##### SUPPLIED INFORMATION

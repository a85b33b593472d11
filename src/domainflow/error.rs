//! Engine-wide error taxonomy.
//!
//! Every failure the engine can surface is one of a closed set of variants,
//! each carrying a human-readable message. Callers branch on the variant,
//! not on message text. The taxonomy splits into five families:
//!
//! - **Validation**: structural problems in configuration writes. Reported
//!   to the caller verbatim and never retried.
//! - **Authorization**: identity or ACL refusals, including cross-tenant
//!   access attempts. Never retried.
//! - **Agent-local**: failures of a single agent invocation (parse errors,
//!   timeouts, tool failures). These are recovered locally: they become
//!   values on the invocation record and never abort a job by themselves.
//! - **Job-fatal**: conditions that move a whole job to `failed`.
//! - **Capacity / lifecycle**: backpressure rejections and cooperative
//!   cancellation.
//!
//! The wire shape for external surfaces is [`ErrorEnvelope`], produced via
//! [`EngineError::to_envelope`].

use serde::{Deserialize, Serialize};
use std::error::Error;
use std::fmt;

/// Convenience alias used by every fallible engine operation.
pub type EngineResult<T> = Result<T, EngineError>;

/// The closed set of failures the engine can report.
///
/// Variants carry a message with the offending identifiers; the variant
/// itself is the contract.
#[derive(Debug, Clone, PartialEq, Eq)]
pub enum EngineError {
    // ── Validation ───────────────────────────────────────────────────────
    /// An agent definition's output schema exceeds the bounded-output cap
    /// or is otherwise malformed.
    SchemaViolation(String),

    /// A referenced entity (agent, playbook, template, parent) does not
    /// exist or is not usable in this position.
    BadReference(String),

    /// An agent's class does not match the class of the playbook or parent
    /// that references it.
    ClassMismatch(String),

    /// The dependency graph contains a cycle.
    Cycle(String),

    /// Some node in the dependency graph has more than one incoming edge.
    MultiParent(String),

    /// The dependency graph chains parents: a node with a parent is itself
    /// the parent of another node.
    MultiLevel(String),

    /// A dependency edge references an agent outside the playbook.
    DanglingEdge(String),

    /// An attempt was made to modify or delete a built-in agent.
    BuiltinImmutable(String),

    /// An agent's output failed validation against its declared schema.
    OutputValidation(String),

    // ── Authorization ────────────────────────────────────────────────────
    /// The caller's identity is not allowed to perform this operation.
    Unauthorized(String),

    /// The agent is not permitted to invoke the requested tool.
    ToolDenied(String),

    /// The operation's tenant does not match the tenant of the entity it
    /// touches. Tenancy is structural; this is always a bug or an attack.
    CrossTenant(String),

    // ── Agent-local (recovered onto the invocation record) ───────────────
    /// The agent's response could not be parsed as structured output, even
    /// after the single permitted repair attempt.
    ParseError(String),

    /// The invocation exceeded its deadline.
    AgentTimeout(String),

    /// A tool call failed after the broker exhausted its retries.
    ToolFailed(String),

    // ── Job-fatal ────────────────────────────────────────────────────────
    /// Every agent in the job failed; there is nothing to synthesize.
    NoViableAgents(String),

    /// The synthesizer refused the partial result set.
    SynthesisRefused(String),

    /// An unhandled internal error. The message is diagnostic only.
    Internal(String),

    // ── Capacity ─────────────────────────────────────────────────────────
    /// The scheduler queue is at its high-water mark; retry later.
    AtCapacity(String),

    /// A downstream resource is shedding load; retry later.
    Backpressure(String),

    // ── Lifecycle ────────────────────────────────────────────────────────
    /// The job or invocation was cancelled. Terminal, but not a failure.
    Cancelled(String),
}

impl EngineError {
    /// Stable machine-readable code for the wire envelope.
    pub fn code(&self) -> &'static str {
        match self {
            EngineError::SchemaViolation(_) => "SchemaViolation",
            EngineError::BadReference(_) => "BadReference",
            EngineError::ClassMismatch(_) => "ClassMismatch",
            EngineError::Cycle(_) => "Cycle",
            EngineError::MultiParent(_) => "MultiParent",
            EngineError::MultiLevel(_) => "MultiLevel",
            EngineError::DanglingEdge(_) => "DanglingEdge",
            EngineError::BuiltinImmutable(_) => "BuiltinImmutable",
            EngineError::OutputValidation(_) => "OutputValidation",
            EngineError::Unauthorized(_) => "Unauthorized",
            EngineError::ToolDenied(_) => "ToolDenied",
            EngineError::CrossTenant(_) => "CrossTenant",
            EngineError::ParseError(_) => "ParseError",
            EngineError::AgentTimeout(_) => "AgentTimeout",
            EngineError::ToolFailed(_) => "ToolFailed",
            EngineError::NoViableAgents(_) => "NoViableAgents",
            EngineError::SynthesisRefused(_) => "SynthesisRefused",
            EngineError::Internal(_) => "Internal",
            EngineError::AtCapacity(_) => "AtCapacity",
            EngineError::Backpressure(_) => "Backpressure",
            EngineError::Cancelled(_) => "Cancelled",
        }
    }

    /// The message carried by the variant.
    pub fn message(&self) -> &str {
        match self {
            EngineError::SchemaViolation(m)
            | EngineError::BadReference(m)
            | EngineError::ClassMismatch(m)
            | EngineError::Cycle(m)
            | EngineError::MultiParent(m)
            | EngineError::MultiLevel(m)
            | EngineError::DanglingEdge(m)
            | EngineError::BuiltinImmutable(m)
            | EngineError::OutputValidation(m)
            | EngineError::Unauthorized(m)
            | EngineError::ToolDenied(m)
            | EngineError::CrossTenant(m)
            | EngineError::ParseError(m)
            | EngineError::AgentTimeout(m)
            | EngineError::ToolFailed(m)
            | EngineError::NoViableAgents(m)
            | EngineError::SynthesisRefused(m)
            | EngineError::Internal(m)
            | EngineError::AtCapacity(m)
            | EngineError::Backpressure(m)
            | EngineError::Cancelled(m) => m,
        }
    }

    /// Whether the caller may retry the operation unchanged.
    ///
    /// Only capacity conditions are retryable. Validation and authorization
    /// failures will fail the same way every time, and agent-local failures
    /// have already been retried by the broker or runtime.
    pub fn retryable(&self) -> bool {
        matches!(
            self,
            EngineError::AtCapacity(_) | EngineError::Backpressure(_)
        )
    }

    /// Whether this failure is recovered locally onto the invocation
    /// record rather than propagated to the scheduler.
    pub fn is_agent_local(&self) -> bool {
        matches!(
            self,
            EngineError::ParseError(_)
                | EngineError::AgentTimeout(_)
                | EngineError::ToolFailed(_)
        )
    }

    /// Whether this failure moves the owning job to `failed`.
    pub fn is_job_fatal(&self) -> bool {
        matches!(
            self,
            EngineError::NoViableAgents(_)
                | EngineError::SynthesisRefused(_)
                | EngineError::Internal(_)
        )
    }

    /// Process exit code for CLI surfaces: 1 unrecoverable, 2 validation,
    /// 3 capacity.
    pub fn exit_code(&self) -> i32 {
        match self {
            EngineError::SchemaViolation(_)
            | EngineError::BadReference(_)
            | EngineError::ClassMismatch(_)
            | EngineError::Cycle(_)
            | EngineError::MultiParent(_)
            | EngineError::MultiLevel(_)
            | EngineError::DanglingEdge(_)
            | EngineError::BuiltinImmutable(_)
            | EngineError::OutputValidation(_) => 2,
            EngineError::AtCapacity(_) | EngineError::Backpressure(_) => 3,
            _ => 1,
        }
    }

    /// Build the wire-stable envelope for external surfaces.
    pub fn to_envelope(&self) -> ErrorEnvelope {
        ErrorEnvelope {
            code: self.code().to_string(),
            message: self.message().to_string(),
            retryable: self.retryable(),
            details: None,
        }
    }
}

impl fmt::Display for EngineError {
    fn fmt(&self, f: &mut fmt::Formatter<'_>) -> fmt::Result {
        write!(f, "{}: {}", self.code(), self.message())
    }
}

impl Error for EngineError {}

/// Wire-stable error shape: `{code, message, retryable, details?}`.
#[derive(Debug, Clone, Serialize, Deserialize)]
pub struct ErrorEnvelope {
    /// One of the [`EngineError`] codes.
    pub code: String,
    /// Human-readable description.
    pub message: String,
    /// Hint that retrying the same request may succeed.
    pub retryable: bool,
    /// Optional structured detail payload.
    #[serde(skip_serializing_if = "Option::is_none")]
    pub details: Option<serde_json::Value>,
}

##########

### INSTRUCTIONS TO FOLLOW
Where the word "external" occurs in a line of the records, copy that line.

### YOUR SOLUTION
//! The wire shape for external surfaces is [`ErrorEnvelope`], produced via
    /// Build the wire-stable envelope for external surfaces.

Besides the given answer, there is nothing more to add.